Would you return the lines between the one holding "pub fn recent_call_rows(events: &[CallEvent])" and the one holding "(count, total))| EquipmentAggregate", inclusive, and only those, exactly as they stand in the listing below?

········

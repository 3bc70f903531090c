use crate::domain::call::CallEvent;
use serde::Serialize;

const VERIFIED_MARK: &str = "✔";

/// Display projection of a [`CallEvent`] for the recent-calls table. Missing values
/// render as empty cells.
#[derive(Debug, Clone, PartialEq, Eq, Serialize)]
pub struct RecentCallRow {
    pub id: String,
    pub when: String,
    pub mc_number: String,
    pub legal_name: String,
    pub verified: String,
    pub load_id: String,
    pub outcome: String,
    pub sentiment: String,
    pub agreed_price: String,
    pub negotiation_rounds: String,
}

impl From<&CallEvent> for RecentCallRow {
    fn from(event: &CallEvent) -> Self {
        let text = |v: &Option<String>| v.clone().unwrap_or_default();
        Self {
            id: event.id.to_string(),
            when: event.ts.clone(),
            mc_number: text(&event.mc_number),
            legal_name: text(&event.legal_name),
            verified: if event.verified.is_verified() {
                VERIFIED_MARK.to_string()
            } else {
                String::new()
            },
            load_id: text(&event.load_id),
            outcome: text(&event.outcome),
            sentiment: text(&event.sentiment),
            agreed_price: event.agreed_price.to_string(),
            negotiation_rounds: event.negotiation_rounds.to_string(),
        }
    }
}

pub fn recent_call_rows(events: &[CallEvent]) -> Vec<RecentCallRow> {
    events.iter().map(RecentCallRow::from).collect()
}
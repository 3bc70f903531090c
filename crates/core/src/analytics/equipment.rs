use crate::domain::load::Load;
use indexmap::IndexMap;
use serde::Serialize;

#[derive(Debug, Clone, PartialEq, Eq, Serialize)]
pub struct EquipmentAggregate {
    pub equipment: String,
    pub count: u64,
    #[serde(rename = "avgRate")]
    pub avg_rate: u64,
}

/// Groups loads by equipment category in first-seen order, with the load count and the
/// rounded mean rate of each group.
pub fn aggregate_by_equipment(loads: &[Load]) -> Vec<EquipmentAggregate> {
    let mut groups: IndexMap<&str, (u64, f64)> = IndexMap::new();
    for load in loads {
        let (count, total) = groups.entry(load.equipment_category()).or_default();
        *count += 1;
        *total += load.loadboard_rate.or_zero();
    }

    // Groups only exist once a load was seen, so count >= 1.
    groups
        .into_iter()
        .map(|(equipment, (count, total))| EquipmentAggregate {
            equipment: equipment.to_string(),
            count,
            avg_rate: (total / count as f64).round() as u64,
        })
        .collect()
}

#[cfg(test)]
mod tests {
    use super::*;
    use crate::domain::numeric::LooseNumber;

    fn load(equipment: Option<&str>, rate: LooseNumber) -> Load {
        Load {
            equipment_type: equipment.map(str::to_string),
            loadboard_rate: rate,
            ..Load::default()
        }
    }

    #[test]
    fn single_load_yields_its_own_rate() {
        let out = aggregate_by_equipment(&[load(Some("Dry Van"), LooseNumber::new(1200.0))]);
        assert_eq!(
            out,
            vec![EquipmentAggregate {
                equipment: "Dry Van".to_string(),
                count: 1,
                avg_rate: 1200,
            }]
        );
    }

    #[test]
    fn groups_in_first_seen_order_and_rounds_average() {
        let loads = [
            load(Some("Reefer"), LooseNumber::new(1000.0)),
            load(Some("Dry Van"), LooseNumber::new(900.0)),
            load(Some("Reefer"), LooseNumber::new(1001.0)),
            load(Some("Flatbed"), LooseNumber::new(2500.0)),
        ];
        let out = aggregate_by_equipment(&loads);
        let names: Vec<_> = out.iter().map(|a| a.equipment.as_str()).collect();
        assert_eq!(names, ["Reefer", "Dry Van", "Flatbed"]);
        assert_eq!(out[0].count, 2);
        // 2001 / 2 = 1000.5 rounds up.
        assert_eq!(out[0].avg_rate, 1001);
    }

    #[test]
    fn missing_equipment_and_rate_fall_back() {
        let loads = [
            load(None, LooseNumber::absent()),
            load(Some(""), LooseNumber::new(600.0)),
        ];
        let out = aggregate_by_equipment(&loads);
        assert_eq!(out.len(), 1);
        assert_eq!(out[0].equipment, "Unknown");
        assert_eq!(out[0].count, 2);
        assert_eq!(out[0].avg_rate, 300);
    }

    #[test]
    fn counts_sum_to_number_of_loads() {
        let loads: Vec<_> = (0..37)
            .map(|i| {
                let equipment = ["Dry Van", "Reefer", "Flatbed", "Power Only"][i % 4];
                load(Some(equipment), LooseNumber::new((i * 113) as f64))
            })
            .collect();
        let total: u64 = aggregate_by_equipment(&loads).iter().map(|a| a.count).sum();
        assert_eq!(total, loads.len() as u64);
    }

    #[test]
    fn empty_input_yields_no_groups() {
        assert!(aggregate_by_equipment(&[]).is_empty());
    }

    #[test]
    fn serializes_average_as_avg_rate() {
        let out = aggregate_by_equipment(&[load(Some("Reefer"), LooseNumber::new(10.0))]);
        let v = serde_json::to_value(&out[0]).unwrap();
        assert_eq!(v, serde_json::json!({"equipment": "Reefer", "count": 1, "avgRate": 10}));
    }
}
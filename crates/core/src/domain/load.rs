use crate::domain::numeric::LooseNumber;
use anyhow::{ensure, Context};
use chrono::{DateTime, NaiveDateTime};
use serde::{Deserialize, Serialize};

/// Category used when a load carries no equipment type.
pub const UNKNOWN_EQUIPMENT: &str = "Unknown";

pub const MAX_SEARCH_LIMIT: u32 = 100;
const DEFAULT_SEARCH_LIMIT: u32 = 10;

/// A freight load as returned by the load registry.
///
/// Every field is tolerant of missing or oddly typed data; the analytics pipeline
/// decides how gaps are treated.
#[derive(Debug, Clone, Default, PartialEq, Serialize, Deserialize)]
pub struct Load {
    #[serde(default)]
    pub load_id: String,
    #[serde(default)]
    pub origin: String,
    #[serde(default)]
    pub destination: String,
    #[serde(default)]
    pub pickup_datetime: String,
    #[serde(default)]
    pub delivery_datetime: String,
    #[serde(default)]
    pub equipment_type: Option<String>,
    #[serde(default)]
    pub loadboard_rate: LooseNumber,
    #[serde(default)]
    pub miles: LooseNumber,
    #[serde(default)]
    pub weight: LooseNumber,
    #[serde(default)]
    pub notes: Option<String>,
    #[serde(default)]
    pub commodity_type: Option<String>,
}

impl Load {
    /// Equipment category for grouping: the equipment type, or [`UNKNOWN_EQUIPMENT`]
    /// when it is missing or empty.
    pub fn equipment_category(&self) -> &str {
        match self.equipment_type.as_deref() {
            Some(e) if !e.is_empty() => e,
            _ => UNKNOWN_EQUIPMENT,
        }
    }
}

/// Payload for registering a new load.
#[derive(Debug, Clone, Serialize, Deserialize)]
pub struct NewLoad {
    pub load_id: String,
    pub origin: String,
    pub destination: String,
    pub pickup_datetime: String,
    pub delivery_datetime: String,
    pub equipment_type: String,
    pub loadboard_rate: u32,
    pub miles: Option<u32>,
    pub notes: Option<String>,
    pub weight: Option<u32>,
    pub commodity_type: Option<String>,
}

impl NewLoad {
    /// Trims text fields, drops blank optional notes and checks required fields.
    pub fn validate(mut self) -> anyhow::Result<Self> {
        for (field, value) in [
            ("load_id", &mut self.load_id),
            ("origin", &mut self.origin),
            ("destination", &mut self.destination),
            ("pickup_datetime", &mut self.pickup_datetime),
            ("delivery_datetime", &mut self.delivery_datetime),
            ("equipment_type", &mut self.equipment_type),
        ] {
            *value = value.trim().to_string();
            ensure!(!value.is_empty(), "{field} must be non-empty");
        }

        let pickup = parse_iso_datetime(&self.pickup_datetime)
            .with_context(|| format!("invalid pickup_datetime: {}", self.pickup_datetime))?;
        let delivery = parse_iso_datetime(&self.delivery_datetime)
            .with_context(|| format!("invalid delivery_datetime: {}", self.delivery_datetime))?;
        if delivery < pickup {
            tracing::warn!(
                load_id = %self.load_id,
                %pickup,
                %delivery,
                "delivery_datetime is before pickup_datetime"
            );
        }

        self.notes = trim_optional(self.notes);
        self.commodity_type = trim_optional(self.commodity_type);
        Ok(self)
    }
}

fn trim_optional(s: Option<String>) -> Option<String> {
    s.map(|s| s.trim().to_string()).filter(|s| !s.is_empty())
}

/// Parses RFC 3339 timestamps as well as the offset-less `YYYY-MM-DDTHH:MM[:SS]` form that
/// `datetime-local` inputs produce. Offset timestamps are normalized to UTC.
pub fn parse_iso_datetime(s: &str) -> anyhow::Result<NaiveDateTime> {
    if let Ok(dt) = DateTime::parse_from_rfc3339(s) {
        return Ok(dt.naive_utc());
    }
    for fmt in ["%Y-%m-%dT%H:%M:%S%.f", "%Y-%m-%dT%H:%M"] {
        if let Ok(dt) = NaiveDateTime::parse_from_str(s, fmt) {
            return Ok(dt);
        }
    }
    anyhow::bail!("not an ISO-8601 datetime: {s}")
}

/// Filters for the load search endpoint.
#[derive(Debug, Clone, PartialEq, Eq)]
pub struct LoadQuery {
    /// Case-insensitive substring match.
    pub origin: Option<String>,
    /// Case-insensitive substring match.
    pub destination: Option<String>,
    pub equipment: Option<String>,
    pub min_rate: Option<u32>,
    pub max_rate: Option<u32>,
    pub limit: u32,
}

impl Default for LoadQuery {
    fn default() -> Self {
        Self {
            origin: None,
            destination: None,
            equipment: None,
            min_rate: None,
            max_rate: None,
            limit: DEFAULT_SEARCH_LIMIT,
        }
    }
}

impl LoadQuery {
    pub fn with_limit(limit: u32) -> Self {
        Self {
            limit,
            ..Self::default()
        }
    }

    pub fn validate(&self) -> anyhow::Result<()> {
        ensure!(
            (1..=MAX_SEARCH_LIMIT).contains(&self.limit),
            "load search limit must be 1..={MAX_SEARCH_LIMIT} (got {})",
            self.limit
        );
        if let (Some(min), Some(max)) = (self.min_rate, self.max_rate) {
            ensure!(min <= max, "min_rate ({min}) must not exceed max_rate ({max})");
        }
        Ok(())
    }

    /// Query-string pairs; blank text filters are omitted.
    pub fn to_query_pairs(&self) -> Vec<(&'static str, String)> {
        let mut pairs = Vec::new();
        for (key, value) in [
            ("origin", &self.origin),
            ("destination", &self.destination),
            ("equipment", &self.equipment),
        ] {
            if let Some(v) = value.as_deref().map(str::trim).filter(|v| !v.is_empty()) {
                pairs.push((key, v.to_string()));
            }
        }
        if let Some(min) = self.min_rate {
            pairs.push(("min_rate", min.to_string()));
        }
        if let Some(max) = self.max_rate {
            pairs.push(("max_rate", max.to_string()));
        }
        pairs.push(("limit", self.limit.to_string()));
        pairs
    }
}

········

■ Answer
pub fn recent_call_rows(events: &[CallEvent]) -> Vec<RecentCallRow> {
    events.iter().map(RecentCallRow::from).collect()
}
repository 3bc70f903531090c
filename crates/core/src/analytics/equipment.rs
use crate::domain::load::Load;
use indexmap::IndexMap;
use serde::Serialize;

#[derive(Debug, Clone, PartialEq, Eq, Serialize)]
pub struct EquipmentAggregate {
    pub equipment: String,
    pub count: u64,
    #[serde(rename = "avgRate")]
    pub avg_rate: u64,
}

/// Groups loads by equipment category in first-seen order, with the load count and the
/// rounded mean rate of each group.
pub fn aggregate_by_equipment(loads: &[Load]) -> Vec<EquipmentAggregate> {
    let mut groups: IndexMap<&str, (u64, f64)> = IndexMap::new();
    for load in loads {
        let (count, total) = groups.entry(load.equipment_category()).or_default();
        *count += 1;
        *total += load.loadboard_rate.or_zero();
    }

    // Groups only exist once a load was seen, so count >= 1.
    groups
        .into_iter()
        .map(|(equipment, (count, total))| EquipmentAggregate {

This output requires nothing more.